I heard a top chef (Hugh Christopher Edmund Fearnley-Whittingstall) saying he uses the tip of his preparation knives a very small proportion of the time and if doing away with them saves a single life, then he would support the idea. As an ‘amateur food preparer’ (cutting sandwiches in half, mainly 😐) I can’t remember ever using the point of my knife, so why have them?
View attachment 32744

No doubt you’ve all spotted the flaw in this argument, hinted at in this video which is about the knife edge.

What do you think?
I really don't see how this would help. I highly doubt that knife crime tends to be committed with kitchen knives. It is extremely easy to acquire Balisongs, Zombie knives, pocket knives, in the UK. I own a Lansky World legal knife, a pocket knife designed to be legal to own and carry in as many countries as possible (including the UK).
 
I really don't see how this would help. I highly doubt that knife crime tends to be committed with kitchen knives.
In the U.K., 25% of attacks are with kitchen knives. They’re easier to acquire for youths, who are the main culprit and they’re very cheap.
It is extremely easy to acquire Balisongs, Zombie knives, pocket knives, in the UK.
Really? Balisong? Yes, pocket knives but I think zombie knife sales are being heavily clamped down upon due to their adverse publicity and rightly so.
I own a Lansky World legal knife, a pocket knife designed to be legal to own and carry in as many countries as possible (including the UK).
You’d better watch this-
Do you have a good reason to carry it in public, or an excuse?
 
In the U.K., 25% of attacks are with kitchen knives. They’re easier to acquire for youths, who are the main culprit and they’re very cheap.

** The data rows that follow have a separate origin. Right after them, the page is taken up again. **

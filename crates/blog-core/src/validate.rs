//! Input validation shared by the services.
//!
//! Shape checks (required fields, JSON types) happen during deserialisation;
//! the checks here cover what the type system cannot express.

use std::{str::FromStr, sync::LazyLock};

use regex::Regex;

use crate::{Error, Result, post::PostStatus};

pub const DEFAULT_LIMIT: i64 = 10;
pub const MAX_LIMIT: i64 = 100;

static EMAIL_RE: LazyLock<Regex> = LazyLock::new(|| {
  Regex::new(
    r"^[A-Za-z0-9!#$%&'*+/=?^_`{|}~.-]+@[A-Za-z0-9](?:[A-Za-z0-9-]{0,61}[A-Za-z0-9])?(?:\.[A-Za-z0-9](?:[A-Za-z0-9-]{0,61}[A-Za-z0-9])?)+$",
  )
  .expect("valid email regex")
});

/// Check that `address` is a syntactically valid email address (a dot-atom
/// local part, an `@`, and a domain with at least two labels) and return its
/// normalised form.
///
/// Domains are case-insensitive, so the domain is lowercased; the local part
/// is kept as given.
pub fn email(address: &str) -> Result<String> {
  let invalid = || Error::InvalidEmail(address.to_owned());

  if address.len() > 254 || !EMAIL_RE.is_match(address) {
    return Err(invalid());
  }
  let (local, domain) = address.rsplit_once('@').ok_or_else(invalid)?;
  if local.len() > 64 || local.starts_with('.') || local.ends_with('.') || local.contains("..")
  {
    return Err(invalid());
  }
  Ok(format!("{local}@{}", domain.to_ascii_lowercase()))
}

/// Parse an optional status filter; anything outside the closed set is an
/// [`Error::InvalidStatus`].
pub fn status_filter(raw: Option<&str>) -> Result<Option<PostStatus>> {
  raw
    .map(|s| PostStatus::from_str(s).map_err(|_| Error::InvalidStatus(s.to_owned())))
    .transpose()
}

/// Resolve `skip`/`limit` to `(offset, limit)`, applying defaults.
/// `skip` must be non-negative and `limit` within `1..=MAX_LIMIT`.
pub fn pagination(skip: Option<i64>, limit: Option<i64>) -> Result<(u64, u64)> {
  let skip = skip.unwrap_or(0);
  let limit = limit.unwrap_or(DEFAULT_LIMIT);

  let skip = u64::try_from(skip)
    .map_err(|_| Error::InvalidPagination(format!("skip must be >= 0, got {skip}")))?;
  if !(1..=MAX_LIMIT).contains(&limit) {
    return Err(Error::InvalidPagination(format!(
      "limit must be between 1 and {MAX_LIMIT}, got {limit}"
    )));
  }
  Ok((skip, limit as u64))
}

Really? Balisong? Yes, pocket knives but I think zombie knife sales are being heavily clamped down upon due to their adverse publicity and rightly so.

You’d better watch this-
Do you have a good reason to carry it in public, or an excuse?
I suspect that one would likewise need a good reason to carry a kitchen knife in public.
 
In the U.K., 25% of attacks are with kitchen knives. They’re easier to acquire for youths, who are the main culprit and they’re very cheap.

Really? Balisong? Yes, pocket knives but I think zombie knife sales are being heavily clamped down upon due to their adverse publicity and rightly so.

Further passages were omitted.